→ Records to use:
Segment Open

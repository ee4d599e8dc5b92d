use alloc::{boxed::Box, sync::Arc};
use core::{any::type_name, future::Future};

use crate::{any::AnyInstance, utils::future::BoxFuture};

/// Dispose hook of a cached instance.
///
/// Called once, when the scope owning the instance is disposed or when the instance is
/// disposed early with [`crate::Scope::dispose_instance`].
/// Closures `Fn(Arc<Dep>) -> anyhow::Result<()>` implement it.
pub trait Finalizer<Dep>: Send + Sync + 'static {
    fn finalize(&self, dependency: Arc<Dep>) -> anyhow::Result<()>;
}

impl<F, Dep> Finalizer<Dep> for F
where
    F: Fn(Arc<Dep>) -> anyhow::Result<()> + Send + Sync + 'static,
{
    #[inline]
    fn finalize(&self, dependency: Arc<Dep>) -> anyhow::Result<()> {
        self(dependency)
    }
}

/// Async dispose hook of a cached instance.
///
/// Only async disposal ([`crate::Scope::dispose_async`]) runs it.
pub trait AsyncFinalizer<Dep>: Send + Sync + 'static {
    fn finalize(&self, dependency: Arc<Dep>) -> impl Future<Output = anyhow::Result<()>> + Send + 'static;
}

impl<F, Fut, Dep> AsyncFinalizer<Dep> for F
where
    F: Fn(Arc<Dep>) -> Fut + Send + Sync + 'static,
    Fut: Future<Output = anyhow::Result<()>> + Send + 'static,
{
    #[inline]
    fn finalize(&self, dependency: Arc<Dep>) -> impl Future<Output = anyhow::Result<()>> + Send + 'static {
        self(dependency)
    }
}

/// Dispose hook implemented by the instance type itself
pub trait Dispose: Send + Sync + 'static {
    fn dispose(&self) -> anyhow::Result<()>;
}

/// Async dispose hook implemented by the instance type itself
pub trait AsyncDispose: Send + Sync + 'static {
    fn dispose(&self) -> impl Future<Output = anyhow::Result<()>> + Send;
}

pub(crate) type SyncFinalizerFn = Arc<dyn Fn(AnyInstance) -> anyhow::Result<()> + Send + Sync>;
pub(crate) type AsyncFinalizerFn = Arc<dyn Fn(AnyInstance) -> BoxFuture<'static, anyhow::Result<()>> + Send + Sync>;

#[derive(Clone)]
pub(crate) enum BoxedFinalizer {
    Sync(SyncFinalizerFn),
    Async(AsyncFinalizerFn),
}

impl BoxedFinalizer {
    #[inline]
    #[must_use]
    pub(crate) const fn is_async(&self) -> bool {
        matches!(self, BoxedFinalizer::Async(_))
    }
}

fn downcast_error<Dep>() -> anyhow::Error {
    anyhow::anyhow!("Failed to downcast instance to `{}` in finalizer", type_name::<Dep>())
}

#[must_use]
pub(crate) fn boxed_finalizer<Dep, Fin>(finalizer: Fin) -> BoxedFinalizer
where
    Dep: Send + Sync + 'static,
    Fin: Finalizer<Dep>,
{
    BoxedFinalizer::Sync(Arc::new(move |dependency: AnyInstance| {
        let dependency = dependency.downcast::<Dep>().map_err(|_| downcast_error::<Dep>())?;
        finalizer.finalize(dependency)
    }))
}

#[must_use]
pub(crate) fn boxed_async_finalizer<Dep, Fin>(finalizer: Fin) -> BoxedFinalizer
where
    Dep: Send + Sync + 'static,
    Fin: AsyncFinalizer<Dep>,
{
    BoxedFinalizer::Async(Arc::new(move |dependency: AnyInstance| -> BoxFuture<'static, anyhow::Result<()>> {
        match dependency.downcast::<Dep>() {
            Ok(dependency) => Box::pin(finalizer.finalize(dependency)),
            Err(_) => Box::pin(async { Err::<(), _>(downcast_error::<Dep>()) }),
        }
    }))
}

#[cfg(test)]
mod tests {
    use super::{boxed_finalizer, BoxedFinalizer};
    use crate::any::AnyInstance;

    use alloc::sync::Arc;
    use core::sync::atomic::{AtomicU8, Ordering};

    struct Connection;

    #[test]
    fn test_boxed_finalizer_downcasts() {
        let call_count = Arc::new(AtomicU8::new(0));

        let finalizer = boxed_finalizer({
            let call_count = call_count.clone();
            move |_: Arc<Connection>| -> anyhow::Result<()> {
                call_count.fetch_add(1, Ordering::SeqCst);
                Ok(())
            }
        });
        let BoxedFinalizer::Sync(finalizer) = finalizer else {
            panic!("sync finalizer expected");
        };

        let connection: AnyInstance = Arc::new(Connection);
        let not_connection: AnyInstance = Arc::new(0u8);

        assert!(finalizer(connection).is_ok());
        assert!(finalizer(not_connection).is_err());
        assert_eq!(call_count.load(Ordering::SeqCst), 1);
    }
}
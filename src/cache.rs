use alloc::{collections::BTreeMap, vec::Vec};
use core::mem;

use crate::{any::AnyInstance, finalizer::BoxedFinalizer};

/// Instances owned by a scope
#[derive(Default)]
pub(crate) struct Cache {
    map: BTreeMap<&'static str, AnyInstance>,
    resolved: ResolvedSet,
}

impl Cache {
    #[inline]
    #[must_use]
    pub(crate) fn new() -> Self {
        Self::default()
    }

    #[inline]
    #[must_use]
    pub(crate) fn get(&self, key: &str) -> Option<AnyInstance> {
        self.map.get(key).cloned()
    }

    /// Caches the instance. Only instances with a finalizer are tracked for disposal.
    pub(crate) fn insert(&mut self, key: &'static str, instance: AnyInstance, finalizer: Option<BoxedFinalizer>) {
        self.map.insert(key, instance.clone());
        if let Some(finalizer) = finalizer {
            self.resolved.push(Resolved { key, instance, finalizer });
        }
    }

    /// Removes the instance from the cache and from the disposal track
    pub(crate) fn remove(&mut self, key: &str) -> Option<(AnyInstance, Option<BoxedFinalizer>)> {
        let instance = self.map.remove(key)?;
        let finalizer = self.resolved.remove(key).map(|resolved| resolved.finalizer);
        Some((instance, finalizer))
    }

    #[inline]
    #[must_use]
    pub(crate) fn finalizer(&self, key: &str) -> Option<&BoxedFinalizer> {
        self.resolved.0.iter().find(|resolved| resolved.key == key).map(|resolved| &resolved.finalizer)
    }

    #[inline]
    #[must_use]
    pub(crate) fn keys(&self) -> Vec<&'static str> {
        self.map.keys().copied().collect()
    }

    /// Empties the cache, returning instances that need finalization in construction order
    #[inline]
    #[must_use]
    pub(crate) fn take_resolved_set(&mut self) -> ResolvedSet {
        self.map.clear();
        mem::take(&mut self.resolved)
    }
}

pub(crate) struct Resolved {
    pub(crate) key: &'static str,
    pub(crate) instance: AnyInstance,
    pub(crate) finalizer: BoxedFinalizer,
}

#[derive(Default)]
pub(crate) struct ResolvedSet(pub(crate) Vec<Resolved>);

impl ResolvedSet {
    fn push(&mut self, resolved: Resolved) {
        self.0.push(resolved);
    }

    fn remove(&mut self, key: &str) -> Option<Resolved> {
        let index = self.0.iter().position(|resolved| resolved.key == key)?;
        Some(self.0.remove(index))
    }
}

#[cfg(test)]
mod tests {
    use super::Cache;
    use crate::{any::AnyInstance, finalizer::BoxedFinalizer};

    use alloc::sync::Arc;

    fn noop_finalizer() -> BoxedFinalizer {
        BoxedFinalizer::Sync(Arc::new(|_: AnyInstance| Ok::<_, anyhow::Error>(())))
    }

    #[test]
    fn test_only_finalizable_tracked() {
        let mut cache = Cache::new();
        cache.insert("a", Arc::new(1u8), None);
        cache.insert("b", Arc::new(2u8), Some(noop_finalizer()));
        cache.insert("c", Arc::new(3u8), Some(noop_finalizer()));

        assert_eq!(cache.keys(), ["a", "b", "c"]);

        let resolved = cache.take_resolved_set();
        let keys = resolved.0.iter().map(|resolved| resolved.key).collect::<alloc::vec::Vec<_>>();

        assert_eq!(keys, ["b", "c"]);
        assert!(cache.keys().is_empty());
    }

    #[test]
    fn test_remove_untracks() {
        let mut cache = Cache::new();
        cache.insert("a", Arc::new(1u8), Some(noop_finalizer()));

        let (_, finalizer) = cache.remove("a").unwrap();

        assert!(finalizer.is_some());
        assert!(cache.get("a").is_none());
        assert!(cache.take_resolved_set().0.is_empty());
    }
}
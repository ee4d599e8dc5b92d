use alloc::sync::Arc;
use core::{
    fmt::{self, Debug, Formatter},
    marker::PhantomData,
};

use crate::any::TypeInfo;

/// Stable identifier of a registerable type.
///
/// The name is the identity: the registry, caches and overrides are indexed by it,
/// and the same name must be used at every registration and lookup site.
/// The type parameter only fixes what the key resolves to, so a lookup through a key
/// never needs a manual downcast.
///
/// ```
/// use nestdi::Key;
///
/// struct Logger;
///
/// const LOGGER: Key<Logger> = Key::new("logger");
///
/// assert_eq!(LOGGER.name(), "logger");
/// ```
pub struct Key<T> {
    name: &'static str,
    _marker: PhantomData<fn() -> Arc<T>>,
}

impl<T> Key<T> {
    #[inline]
    #[must_use]
    pub const fn new(name: &'static str) -> Self {
        Self {
            name,
            _marker: PhantomData,
        }
    }

    #[inline]
    #[must_use]
    pub const fn name(&self) -> &'static str {
        self.name
    }
}

impl<T: 'static> Key<T> {
    #[inline]
    #[must_use]
    pub fn type_info(&self) -> TypeInfo {
        TypeInfo::of::<T>()
    }
}

impl<T> Clone for Key<T> {
    fn clone(&self) -> Self {
        *self
    }
}

impl<T> Copy for Key<T> {}

impl<T> PartialEq for Key<T> {
    fn eq(&self, other: &Self) -> bool {
        self.name == other.name
    }
}

impl<T> Eq for Key<T> {}

impl<T> Debug for Key<T> {
    fn fmt(&self, f: &mut Formatter<'_>) -> fmt::Result {
        f.debug_tuple("Key").field(&self.name).finish()
    }
}
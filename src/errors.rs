mod dispose;
mod field;
mod instantiate;
mod registry;
mod resolve;
mod scope;

pub use dispose::{DisposeErrorKind, FinalizeErrorKind, Rejection};
pub use field::FieldErrorKind;
pub use instantiate::InstantiateErrorKind;
pub use registry::RegistryErrorKind;
pub use resolve::ResolveErrorKind;
pub use scope::ScopeErrorKind;

pub type InstantiateResult<T> = Result<T, InstantiateErrorKind>;
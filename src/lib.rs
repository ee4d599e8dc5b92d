#![no_std]

extern crate alloc;

#[macro_use]
pub(crate) mod registry_macros;

pub(crate) mod any;
pub(crate) mod cache;
pub(crate) mod context;
pub(crate) mod descriptor;
pub(crate) mod dispose;
pub(crate) mod errors;
pub(crate) mod finalizer;
pub(crate) mod instantiator;
pub(crate) mod key;
pub(crate) mod lifetime;
pub(crate) mod lock;
pub(crate) mod registry;
pub(crate) mod resolver;
pub(crate) mod scope;
pub(crate) mod utils;

pub use any::{AnyInstance, TypeInfo};
pub use context::Context;
pub use descriptor::{Bindings, Descriptor, Descriptors, Resolution};
pub use errors::{
    DisposeErrorKind, FieldErrorKind, FinalizeErrorKind, InstantiateErrorKind, InstantiateResult, Rejection, RegistryErrorKind,
    ResolveErrorKind, ScopeErrorKind,
};
pub use finalizer::{AsyncDispose, AsyncFinalizer, Dispose, Finalizer};
pub use instantiator::{instance, Instantiator};
pub use key::Key;
pub use lifetime::Lifetime;
pub use registry::{Registry, RegistryBuilder};
pub use resolver::Resolver;
pub use scope::{ChildScopeBuilder, Scope};
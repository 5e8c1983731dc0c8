//! Theming system

mod dusk;

pub use dusk::DUSK;

use ratatui::style::Color;
use serde::{Deserialize, Serialize};

/// A color theme for the application
#[derive(Debug, Clone, Serialize, Deserialize)]
pub struct Theme {
    pub name: String,

    // Background colors
    pub bg_primary: Color,
    pub bg_secondary: Color,

    // Foreground colors
    pub fg_primary: Color,
    pub fg_secondary: Color,
    pub fg_muted: Color,

    // Accent colors
    pub accent_primary: Color,
    pub accent_secondary: Color,

    // Semantic colors
    pub success: Color,
    pub warning: Color,
    pub error: Color,

    // UI elements
    pub border: Color,
    pub border_focused: Color,
    pub selection: Color,
}

impl Default for Theme {
    fn default() -> Self {
        Theme::dusk()
    }
}
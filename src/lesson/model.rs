//! Content model for lessons
//!
//! This module defines the core data structures for representing lessons.
//! The serde field names follow the lesson JSON files on disk, which are
//! treated as an external data source.

use serde::{Deserialize, Serialize};

use super::catalog::Category;

/// Marker value in the `type` field of a synthesized lesson
pub const FALLBACK_KIND: &str = "fallback";

/// A complete lesson: an ordered teaching sequence followed by a quiz
#[derive(Debug, Clone, Serialize, Deserialize)]
pub struct Lesson {
    /// Unique identifier (e.g., "lesson1-vowels")
    pub id: String,
    /// Display title
    pub title: String,
    /// Difficulty category this lesson belongs to
    pub category: Category,
    /// Short description shown on lesson cards
    #[serde(default)]
    pub description: String,
    /// Lesson kind marker; only "fallback" is significant
    #[serde(rename = "type", default, skip_serializing_if = "Option::is_none")]
    pub kind: Option<String>,
    /// Declared item count (display only; the teaching sequence is authoritative)
    #[serde(default, skip_serializing_if = "Option::is_none")]
    pub total_items: Option<usize>,
    /// Human-readable estimated time (e.g., "10 minutes")
    #[serde(default, skip_serializing_if = "Option::is_none")]
    pub estimated_time: Option<String>,
    /// Ordered instructional content
    pub teaching_content: Vec<TeachingItem>,
    /// Ordered multiple-choice quiz
    #[serde(default)]
    pub quiz_questions: Vec<QuizQuestion>,
}

impl Lesson {
    /// Whether this record was synthesized because the real lesson could
    /// not be loaded
    pub fn is_fallback(&self) -> bool {
        self.kind.as_deref() == Some(FALLBACK_KIND)
    }

    /// Number of teaching items, preferring the actual sequence length
    pub fn item_count(&self) -> usize {
        if self.teaching_content.is_empty() {
            self.total_items.unwrap_or(0)
        } else {
            self.teaching_content.len()
        }
    }

    /// Estimated time label, with a default for lessons that omit it
    pub fn estimated_time_label(&self) -> &str {
        self.estimated_time.as_deref().unwrap_or("10 min")
    }
}

/// One screen's worth of instructional content
#[derive(Debug, Clone, Serialize, Deserialize)]
pub struct TeachingItem {
    /// Bengali script text (always present)
    pub bengali: String,
    /// English translation
    #[serde(default, skip_serializing_if = "Option::is_none")]
    pub english: Option<String>,
    /// Phonetic spelling
    #[serde(default, skip_serializing_if = "Option::is_none")]
    pub phonetic: Option<String>,
    /// Pronunciation guidance
    #[serde(default, skip_serializing_if = "Option::is_none")]
    pub pronunciation_guide: Option<String>,
    /// Study tip
    #[serde(default, skip_serializing_if = "Option::is_none")]
    pub audio_tip: Option<String>,
    /// Numeric value, for number lessons
    #[serde(default, skip_serializing_if = "Option::is_none")]
    pub number: Option<i64>,
}

/// A multiple-choice quiz question
///
/// Options are positional: the index of an option is its identity, and
/// `correct_answer` refers to that index.
#[derive(Debug, Clone, Serialize, Deserialize)]
pub struct QuizQuestion {
    /// Prompt text
    pub question: String,
    /// Bengali substring of the prompt to highlight
    #[serde(default, skip_serializing_if = "Option::is_none")]
    pub bengali_focus: Option<String>,
    /// Phonetic reading shown next to the highlighted substring
    #[serde(default, skip_serializing_if = "Option::is_none")]
    pub phonetic_focus: Option<String>,
    /// Ordered answer options
    pub options: Vec<String>,
    /// Zero-based index of the correct option
    pub correct_answer: usize,
    /// Explanation shown with answer feedback
    #[serde(default, skip_serializing_if = "Option::is_none")]
    pub explanation: Option<String>,
}

impl QuizQuestion {
    /// Check whether the given option index is the correct answer
    pub fn is_correct(&self, selected: usize) -> bool {
        selected == self.correct_answer
    }
}

#[cfg(test)]
mod tests {
    use super::*;

    fn sample_json() -> &'static str {
        r#"{
            "id": "lesson1-vowels",
            "title": "Vowels",
            "category": "beginner",
            "description": "The independent vowel letters",
            "total_items": 2,
            "estimated_time": "10 minutes",
            "teaching_content": [
                {"bengali": "অ", "english": "a", "phonetic": "ô"},
                {"bengali": "আ", "english": "aa", "phonetic": "a", "audio_tip": "Open your mouth wide"}
            ],
            "quiz_questions": [
                {
                    "question": "Which letter is অ?",
                    "bengali_focus": "অ",
                    "phonetic_focus": "ô",
                    "options": ["a", "aa", "i", "u"],
                    "correct_answer": 0,
                    "explanation": "অ is the first vowel."
                }
            ]
        }"#
    }

    #[test]
    fn lesson_deserializes_from_wire_format() {
        let lesson: Lesson = serde_json::from_str(sample_json()).unwrap();
        assert_eq!(lesson.id, "lesson1-vowels");
        assert_eq!(lesson.category, Category::Beginner);
        assert_eq!(lesson.teaching_content.len(), 2);
        assert_eq!(lesson.quiz_questions[0].correct_answer, 0);
        assert!(!lesson.is_fallback());
    }

    #[test]
    fn lesson_missing_required_field_fails() {
        // No teaching_content
        let json = r#"{"id": "x", "title": "X", "category": "beginner"}"#;
        assert!(serde_json::from_str::<Lesson>(json).is_err());
    }

    #[test]
    fn optional_fields_default() {
        let json = r#"{
            "id": "x",
            "title": "X",
            "category": "advanced",
            "teaching_content": [{"bengali": "ক"}]
        }"#;
        let lesson: Lesson = serde_json::from_str(json).unwrap();
        assert_eq!(lesson.description, "");
        assert!(lesson.kind.is_none());
        assert!(lesson.quiz_questions.is_empty());
        assert_eq!(lesson.estimated_time_label(), "10 min");
    }

    #[test]
    fn fallback_kind_is_detected() {
        let json = r#"{
            "id": "x",
            "title": "X",
            "category": "beginner",
            "type": "fallback",
            "teaching_content": [{"bengali": "ত্রুটি"}]
        }"#;
        let lesson: Lesson = serde_json::from_str(json).unwrap();
        assert!(lesson.is_fallback());
    }

    #[test]
    fn item_count_prefers_sequence_length() {
        let mut lesson: Lesson = serde_json::from_str(sample_json()).unwrap();
        assert_eq!(lesson.item_count(), 2);

        lesson.total_items = Some(99);
        assert_eq!(lesson.item_count(), 2);

        lesson.teaching_content.clear();
        assert_eq!(lesson.item_count(), 99);
    }

    #[test]
    fn question_correctness_is_positional() {
        let lesson: Lesson = serde_json::from_str(sample_json()).unwrap();
        let question = &lesson.quiz_questions[0];
        assert!(question.is_correct(0));
        assert!(!question.is_correct(1));
        assert!(!question.is_correct(99));
    }
}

Segment Closed

→ Problem to work on:
Write down exactly the line with "assert!(!question.is_correct(1));", then each line after it through the end of the data.

→ Answer to this exercise:
        assert!(!question.is_correct(1));
        assert!(!question.is_correct(99));
    }
}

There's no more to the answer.